[[ INFORMATION SUPPLIED open ]]

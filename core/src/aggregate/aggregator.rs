use crate::adapter::{AdapterError, PlatformAdapter};
use crate::aggregate::dedup::DedupPolicy;
use crate::aggregate::seed::seed_records;
use crate::geo::haversine_km;
use crate::model::{AggregationResult, PlatformId, PlatformStatus, RestaurantRecord, SearchQuery};
use crate::telemetry::{LogManager, MetricsRecorder};
use crate::DiscoveryConfig;
use std::collections::BTreeMap;
use std::sync::Arc;
use std::time::Duration;
use tokio::time::Instant;

/// Fans one query out to every configured platform, merges what came back,
/// and guarantees a populated result even when every upstream is down.
pub struct RestaurantAggregator {
    adapters: Vec<Arc<dyn PlatformAdapter>>,
    config: DiscoveryConfig,
    dedup: DedupPolicy,
    logger: LogManager,
    metrics: Arc<MetricsRecorder>,
}

impl RestaurantAggregator {
    pub fn new(adapters: Vec<Arc<dyn PlatformAdapter>>, config: DiscoveryConfig) -> Self {
        let dedup = DedupPolicy {
            distance_m: config.dedup_distance_m,
        };
        Self {
            adapters,
            config,
            dedup,
            logger: LogManager::new(),
            metrics: Arc::new(MetricsRecorder::new()),
        }
    }

    pub fn metrics(&self) -> Arc<MetricsRecorder> {
        self.metrics.clone()
    }

    /// One aggregation round. No internal retries; callers re-invoke on user
    /// action.
    pub async fn aggregate(&self, query: &SearchQuery) -> AggregationResult {
        self.metrics.record_aggregation();
        let adapter_timeout = Duration::from_millis(self.config.adapter_timeout_ms);
        // The join ceiling sits above the per-adapter timeout so a
        // well-behaved adapter can never be cut off by the ceiling alone.
        let ceiling = Instant::now()
            + adapter_timeout
            + Duration::from_millis(self.config.aggregate_margin_ms);

        let mut pending = Vec::new();
        for platform in &query.platforms {
            let Some(adapter) = self
                .adapters
                .iter()
                .find(|candidate| candidate.id() == *platform)
                .cloned()
            else {
                pending.push((platform.clone(), None));
                continue;
            };
            let task_query = query.clone();
            let handle = tokio::spawn(async move {
                match tokio::time::timeout(adapter_timeout, adapter.fetch(&task_query)).await {
                    Ok(outcome) => outcome,
                    Err(_) => Err(AdapterError::timeout("adapter deadline elapsed")),
                }
            });
            pending.push((platform.clone(), Some(handle)));
        }

        let mut statuses: BTreeMap<PlatformId, PlatformStatus> = BTreeMap::new();
        let mut merged: Vec<RestaurantRecord> = Vec::new();
        let mut any_ok = false;

        // Joined in declaration order; output determinism comes from that
        // order plus the per-group distance sort, not from arrival order.
        for (platform, handle) in pending {
            let outcome = match handle {
                None => {
                    self.logger
                        .record_warn(&format!("no adapter configured for platform {platform}"));
                    Err(AdapterError::unreachable("no adapter configured"))
                }
                Some(mut handle) => match tokio::time::timeout_at(ceiling, &mut handle).await {
                    Ok(Ok(outcome)) => outcome,
                    Ok(Err(join_err)) => Err(AdapterError::unreachable(format!(
                        "adapter task aborted: {join_err}"
                    ))),
                    Err(_) => {
                        handle.abort();
                        Err(AdapterError::timeout("aggregation ceiling elapsed"))
                    }
                },
            };

            match outcome {
                Ok(records) => {
                    any_ok = true;
                    let mut group = self.enforce_radius(records, query, &platform);
                    group.sort_by(|a, b| {
                        let da = haversine_km(a.position, query.center);
                        let db = haversine_km(b.position, query.center);
                        da.partial_cmp(&db).unwrap_or(std::cmp::Ordering::Equal)
                    });
                    statuses.insert(
                        platform,
                        PlatformStatus::Ok {
                            record_count: group.len(),
                        },
                    );
                    merged.extend(group);
                }
                Err(err) => {
                    self.metrics.record_adapter_failure();
                    self.logger
                        .record_warn(&format!("platform {platform} contributed nothing: {err}"));
                    statuses.insert(platform, PlatformStatus::Failed { reason: err.kind });
                }
            }
        }

        self.dedup.dedup(&mut merged);
        if let Some(limit) = query.limit {
            merged.truncate(limit);
        }

        let degraded = !any_ok;
        if degraded {
            self.metrics.record_degraded_run();
            self.logger.record_warn(
                "every platform failed; substituting the synthetic seed set so the map stays populated",
            );
            merged = seed_records(query);
        }

        self.logger.record(&format!(
            "aggregation complete: {} records from {} platforms (degraded: {})",
            merged.len(),
            query.platforms.len(),
            degraded
        ));

        AggregationResult {
            query: query.clone(),
            records: merged,
            per_platform_status: statuses,
            degraded,
        }
    }

    /// Adapters already filter by radius; a violation here is an adapter bug
    /// and gets logged loudly, never rendered.
    fn enforce_radius(
        &self,
        records: Vec<RestaurantRecord>,
        query: &SearchQuery,
        platform: &PlatformId,
    ) -> Vec<RestaurantRecord> {
        records
            .into_iter()
            .filter(|record| {
                let distance = haversine_km(record.position, query.center);
                if distance > query.radius_km {
                    self.logger.record_alert(&format!(
                        "radius invariant violated by {platform} record {} ({distance:.3}km > {}km); dropping",
                        record.id, query.radius_km
                    ));
                    false
                } else {
                    true
                }
            })
            .collect()
    }
}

[[ INFORMATION SUPPLIED closed ]]

__WORK ITEM__
Whenever a line of the material holds the word "Instant", copy it out.

__TASK OUTPUT__
use tokio::time::Instant;
        let ceiling = Instant::now()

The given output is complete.